A new software developed by JRC's language technology experts can automatically categorise parliamentary documents in 22 official EU languages according to EuroVoc, the EU's multilingual thesaurus. The software tool called JEX, "JRC EuroVoc Indexer", developed by JRC's language technology experts, can make the work of national parliaments' libraries and documentation centres easier and, in turn, facilitates citizens' access to legislation across EU borders.

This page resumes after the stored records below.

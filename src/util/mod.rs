//! Text helpers shared by the item mapper.
//!
//! - **Markup**: tag stripping and variant-title normalization
//! - **Formatting**: price and category breadcrumb rendering
//! - **Sanitizing**: removal of characters XML 1.0 forbids
//!
//! # Examples
//!
//! ```
//! use shopfeed::util::{format_price, normalize_variant_title};
//!
//! assert_eq!(format_price(19.9, "BRL"), "19.90 BRL");
//! assert_eq!(normalize_variant_title("Mug<span>Blue</span>"), "Mug | Blue");
//! ```

mod text;

pub use text::{
    format_price, join_category_list, normalize_variant_title, strip_tags,
    strip_xml_invalid_chars,
};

To be able to retrieve relevant documents efficiently – even if written in a different language – libraries need to categorise their documents using a closed set of subject domain classes, i.e. a controlled vocabulary from a thesaurus. EuroVoc is the standard thesaurus used in most EU institutions and also in many EU Member States. It contains over 6,700 classes covering the activities of the EU, in particular those of the European Parliament. The EuroVoc labels have been translated one-to-one into all EU languages.
Currently, most parliamentary libraries manually assign EuroVoc subject domain labels to their documents, which is a slow and expensive process. The JRC software tool JEX can automatically or semi-automatically categorise documents according to the thousands of EuroVoc classes in 22 official EU languages, thus significantly improving the work speed and efficiency, while assuring consistency in the classification.
JRC's language tools are highly multilingual language resources which cover a wide range beyond the most commonly used languages and contribute to the European Commission’s general effort to support multilingualism.
The Multilingual Europe Technology Alliance (META) has recognised JRC's Activity on Language Technology with the META Prize 2012 at the META-FORUM 2012 in Brussels on June 20. The META Prize is awarded to outstanding products, services and organisations that actively contribute to the European Multilingual Information Society.